== EXERCISE DETAILS ==
Find every line in the records below that contains "main", and copy it.

== Stored data entries ==
__________
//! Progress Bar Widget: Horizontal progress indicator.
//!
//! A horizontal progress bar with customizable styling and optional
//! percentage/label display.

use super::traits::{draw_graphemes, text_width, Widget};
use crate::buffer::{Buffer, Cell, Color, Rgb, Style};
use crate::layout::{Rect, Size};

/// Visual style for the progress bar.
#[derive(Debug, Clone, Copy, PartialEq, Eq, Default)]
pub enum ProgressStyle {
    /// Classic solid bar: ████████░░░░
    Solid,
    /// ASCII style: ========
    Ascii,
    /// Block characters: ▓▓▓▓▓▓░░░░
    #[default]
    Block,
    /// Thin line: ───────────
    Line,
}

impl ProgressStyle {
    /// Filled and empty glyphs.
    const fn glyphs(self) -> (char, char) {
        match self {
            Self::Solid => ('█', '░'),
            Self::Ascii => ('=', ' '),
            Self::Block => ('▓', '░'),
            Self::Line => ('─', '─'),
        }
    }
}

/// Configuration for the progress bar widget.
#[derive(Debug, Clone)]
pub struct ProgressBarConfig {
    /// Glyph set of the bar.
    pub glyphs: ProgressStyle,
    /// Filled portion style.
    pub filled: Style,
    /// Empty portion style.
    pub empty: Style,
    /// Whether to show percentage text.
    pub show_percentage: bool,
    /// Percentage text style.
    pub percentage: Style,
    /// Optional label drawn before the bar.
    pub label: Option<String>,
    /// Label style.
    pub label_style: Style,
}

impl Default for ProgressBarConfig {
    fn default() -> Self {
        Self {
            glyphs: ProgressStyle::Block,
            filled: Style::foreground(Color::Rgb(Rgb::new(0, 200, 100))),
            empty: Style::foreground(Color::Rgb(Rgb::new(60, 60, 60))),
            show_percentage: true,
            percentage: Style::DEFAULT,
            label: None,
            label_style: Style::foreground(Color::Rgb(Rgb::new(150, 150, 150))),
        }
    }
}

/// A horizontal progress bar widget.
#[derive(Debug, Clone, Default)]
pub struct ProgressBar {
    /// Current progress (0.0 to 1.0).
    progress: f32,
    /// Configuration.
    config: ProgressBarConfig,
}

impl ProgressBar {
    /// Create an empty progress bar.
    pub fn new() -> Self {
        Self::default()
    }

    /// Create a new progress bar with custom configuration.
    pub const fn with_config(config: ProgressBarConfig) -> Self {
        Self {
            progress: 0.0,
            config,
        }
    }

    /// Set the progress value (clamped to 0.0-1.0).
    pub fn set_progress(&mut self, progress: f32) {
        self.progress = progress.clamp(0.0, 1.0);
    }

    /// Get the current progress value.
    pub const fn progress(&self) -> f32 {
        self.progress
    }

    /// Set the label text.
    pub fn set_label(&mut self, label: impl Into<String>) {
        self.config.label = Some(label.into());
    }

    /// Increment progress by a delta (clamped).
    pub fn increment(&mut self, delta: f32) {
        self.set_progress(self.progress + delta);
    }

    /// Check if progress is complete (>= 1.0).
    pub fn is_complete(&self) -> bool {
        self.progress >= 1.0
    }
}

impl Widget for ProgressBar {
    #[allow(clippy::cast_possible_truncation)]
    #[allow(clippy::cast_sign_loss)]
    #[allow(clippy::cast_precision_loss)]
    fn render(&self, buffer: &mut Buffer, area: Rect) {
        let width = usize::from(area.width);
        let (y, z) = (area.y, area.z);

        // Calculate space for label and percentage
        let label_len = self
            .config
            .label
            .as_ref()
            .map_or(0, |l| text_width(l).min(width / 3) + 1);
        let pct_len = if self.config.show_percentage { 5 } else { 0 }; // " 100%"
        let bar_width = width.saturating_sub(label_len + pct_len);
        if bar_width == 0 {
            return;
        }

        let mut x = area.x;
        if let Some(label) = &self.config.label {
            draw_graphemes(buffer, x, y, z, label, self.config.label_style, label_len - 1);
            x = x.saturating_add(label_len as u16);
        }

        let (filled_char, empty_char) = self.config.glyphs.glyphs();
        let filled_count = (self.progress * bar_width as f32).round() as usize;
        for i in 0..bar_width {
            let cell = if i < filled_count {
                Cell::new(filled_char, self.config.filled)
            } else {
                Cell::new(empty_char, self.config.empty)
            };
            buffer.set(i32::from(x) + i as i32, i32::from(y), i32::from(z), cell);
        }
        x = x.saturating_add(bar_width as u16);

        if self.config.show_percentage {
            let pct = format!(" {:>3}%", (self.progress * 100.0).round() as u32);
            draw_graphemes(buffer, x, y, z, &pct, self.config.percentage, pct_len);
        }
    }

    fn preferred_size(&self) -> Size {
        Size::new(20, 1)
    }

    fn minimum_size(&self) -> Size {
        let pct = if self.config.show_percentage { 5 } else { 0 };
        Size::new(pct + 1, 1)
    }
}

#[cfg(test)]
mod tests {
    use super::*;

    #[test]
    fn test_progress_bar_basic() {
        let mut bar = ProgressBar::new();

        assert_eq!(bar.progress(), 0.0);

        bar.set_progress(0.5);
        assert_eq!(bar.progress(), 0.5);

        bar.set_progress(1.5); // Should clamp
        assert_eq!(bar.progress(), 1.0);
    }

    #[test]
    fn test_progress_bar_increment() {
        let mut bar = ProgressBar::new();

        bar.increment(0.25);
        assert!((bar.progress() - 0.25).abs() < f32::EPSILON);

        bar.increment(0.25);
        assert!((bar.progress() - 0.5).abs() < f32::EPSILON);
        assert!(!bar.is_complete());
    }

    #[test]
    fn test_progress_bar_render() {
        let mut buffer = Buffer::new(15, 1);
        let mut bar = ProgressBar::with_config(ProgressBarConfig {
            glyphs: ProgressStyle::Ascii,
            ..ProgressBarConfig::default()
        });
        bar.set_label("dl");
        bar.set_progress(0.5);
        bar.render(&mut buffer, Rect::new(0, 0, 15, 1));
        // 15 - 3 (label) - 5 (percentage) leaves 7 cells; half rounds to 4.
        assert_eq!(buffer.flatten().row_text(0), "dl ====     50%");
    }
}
__________
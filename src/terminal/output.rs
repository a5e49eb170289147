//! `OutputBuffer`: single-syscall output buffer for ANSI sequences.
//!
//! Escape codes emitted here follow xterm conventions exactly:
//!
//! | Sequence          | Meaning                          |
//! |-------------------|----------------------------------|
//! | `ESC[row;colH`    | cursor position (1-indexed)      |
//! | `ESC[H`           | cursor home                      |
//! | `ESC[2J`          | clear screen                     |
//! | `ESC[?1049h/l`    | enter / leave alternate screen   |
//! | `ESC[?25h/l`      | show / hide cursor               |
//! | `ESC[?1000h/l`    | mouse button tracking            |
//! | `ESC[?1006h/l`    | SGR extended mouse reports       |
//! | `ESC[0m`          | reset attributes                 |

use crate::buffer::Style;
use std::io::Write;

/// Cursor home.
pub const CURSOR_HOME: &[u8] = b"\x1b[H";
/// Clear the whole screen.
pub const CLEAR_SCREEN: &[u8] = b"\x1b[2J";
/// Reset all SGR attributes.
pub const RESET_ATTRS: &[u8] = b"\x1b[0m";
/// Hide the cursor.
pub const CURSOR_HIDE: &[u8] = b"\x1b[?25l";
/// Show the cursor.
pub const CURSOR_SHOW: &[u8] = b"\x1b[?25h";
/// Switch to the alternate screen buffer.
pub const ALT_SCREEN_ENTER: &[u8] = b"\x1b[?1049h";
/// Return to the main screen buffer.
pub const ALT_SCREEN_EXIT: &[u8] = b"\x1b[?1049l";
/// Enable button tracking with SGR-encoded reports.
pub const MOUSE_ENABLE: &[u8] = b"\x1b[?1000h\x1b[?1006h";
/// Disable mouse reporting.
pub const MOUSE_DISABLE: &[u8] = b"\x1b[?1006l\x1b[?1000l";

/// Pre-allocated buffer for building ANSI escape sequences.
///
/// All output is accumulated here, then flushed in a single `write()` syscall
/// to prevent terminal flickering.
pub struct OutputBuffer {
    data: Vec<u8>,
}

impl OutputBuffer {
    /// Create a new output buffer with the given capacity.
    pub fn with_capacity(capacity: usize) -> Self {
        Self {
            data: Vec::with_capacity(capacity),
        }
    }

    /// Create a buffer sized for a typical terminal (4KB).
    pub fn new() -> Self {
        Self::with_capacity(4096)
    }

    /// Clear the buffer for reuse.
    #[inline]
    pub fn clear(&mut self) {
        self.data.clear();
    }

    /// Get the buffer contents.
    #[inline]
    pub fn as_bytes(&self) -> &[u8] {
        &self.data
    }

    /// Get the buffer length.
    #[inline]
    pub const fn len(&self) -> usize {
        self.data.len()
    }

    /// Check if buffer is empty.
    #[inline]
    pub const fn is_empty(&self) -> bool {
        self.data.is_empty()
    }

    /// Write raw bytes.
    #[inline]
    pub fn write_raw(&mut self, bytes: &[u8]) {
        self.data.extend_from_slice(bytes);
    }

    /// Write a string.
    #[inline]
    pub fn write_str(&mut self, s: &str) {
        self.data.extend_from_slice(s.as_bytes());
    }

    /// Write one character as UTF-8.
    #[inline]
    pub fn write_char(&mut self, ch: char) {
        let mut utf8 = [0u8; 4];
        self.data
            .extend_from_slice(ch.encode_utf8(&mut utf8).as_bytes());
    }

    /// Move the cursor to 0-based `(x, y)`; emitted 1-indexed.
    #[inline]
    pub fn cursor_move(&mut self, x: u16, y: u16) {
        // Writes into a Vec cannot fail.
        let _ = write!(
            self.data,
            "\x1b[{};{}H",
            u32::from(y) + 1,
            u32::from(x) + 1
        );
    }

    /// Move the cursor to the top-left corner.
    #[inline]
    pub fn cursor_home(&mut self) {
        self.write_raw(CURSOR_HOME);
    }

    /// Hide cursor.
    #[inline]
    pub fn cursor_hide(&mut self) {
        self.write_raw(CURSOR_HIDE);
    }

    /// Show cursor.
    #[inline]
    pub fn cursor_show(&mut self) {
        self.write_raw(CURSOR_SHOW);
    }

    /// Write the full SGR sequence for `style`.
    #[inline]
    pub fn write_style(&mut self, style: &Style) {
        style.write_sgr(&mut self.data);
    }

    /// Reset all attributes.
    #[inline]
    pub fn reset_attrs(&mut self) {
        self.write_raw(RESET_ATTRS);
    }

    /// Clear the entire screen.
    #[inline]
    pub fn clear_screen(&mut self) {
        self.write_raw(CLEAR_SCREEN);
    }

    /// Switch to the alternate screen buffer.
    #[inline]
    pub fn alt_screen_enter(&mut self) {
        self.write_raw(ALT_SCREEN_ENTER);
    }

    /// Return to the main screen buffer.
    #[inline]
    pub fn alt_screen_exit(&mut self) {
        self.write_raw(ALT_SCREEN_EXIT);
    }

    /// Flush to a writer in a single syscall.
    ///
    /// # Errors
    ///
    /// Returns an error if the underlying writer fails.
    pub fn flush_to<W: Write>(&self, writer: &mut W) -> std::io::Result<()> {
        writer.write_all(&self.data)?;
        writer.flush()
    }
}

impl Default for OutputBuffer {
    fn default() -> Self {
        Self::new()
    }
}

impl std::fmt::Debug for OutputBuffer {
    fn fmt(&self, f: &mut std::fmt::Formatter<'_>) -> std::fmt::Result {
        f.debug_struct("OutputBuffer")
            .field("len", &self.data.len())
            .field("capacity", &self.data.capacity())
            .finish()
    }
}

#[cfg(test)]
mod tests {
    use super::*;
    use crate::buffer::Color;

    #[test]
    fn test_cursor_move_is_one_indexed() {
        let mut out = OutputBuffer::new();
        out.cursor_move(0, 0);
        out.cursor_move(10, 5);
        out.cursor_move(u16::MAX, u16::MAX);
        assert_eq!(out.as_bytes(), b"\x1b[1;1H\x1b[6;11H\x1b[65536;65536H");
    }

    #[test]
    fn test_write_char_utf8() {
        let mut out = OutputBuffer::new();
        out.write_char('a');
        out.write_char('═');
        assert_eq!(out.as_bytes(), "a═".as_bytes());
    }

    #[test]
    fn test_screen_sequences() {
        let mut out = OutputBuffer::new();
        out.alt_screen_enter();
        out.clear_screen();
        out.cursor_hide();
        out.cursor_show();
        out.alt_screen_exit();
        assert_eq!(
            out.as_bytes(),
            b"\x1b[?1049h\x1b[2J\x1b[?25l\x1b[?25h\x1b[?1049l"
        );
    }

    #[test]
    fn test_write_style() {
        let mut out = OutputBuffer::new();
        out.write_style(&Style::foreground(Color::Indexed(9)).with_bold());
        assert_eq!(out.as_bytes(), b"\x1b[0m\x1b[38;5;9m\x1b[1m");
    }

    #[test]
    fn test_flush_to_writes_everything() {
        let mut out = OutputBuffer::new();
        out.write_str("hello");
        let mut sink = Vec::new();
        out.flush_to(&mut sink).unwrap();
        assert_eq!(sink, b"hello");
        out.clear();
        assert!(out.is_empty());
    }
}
__________
== EXERCISE ANSWER ==
/// Return to the main screen buffer.
    /// Return to the main screen buffer.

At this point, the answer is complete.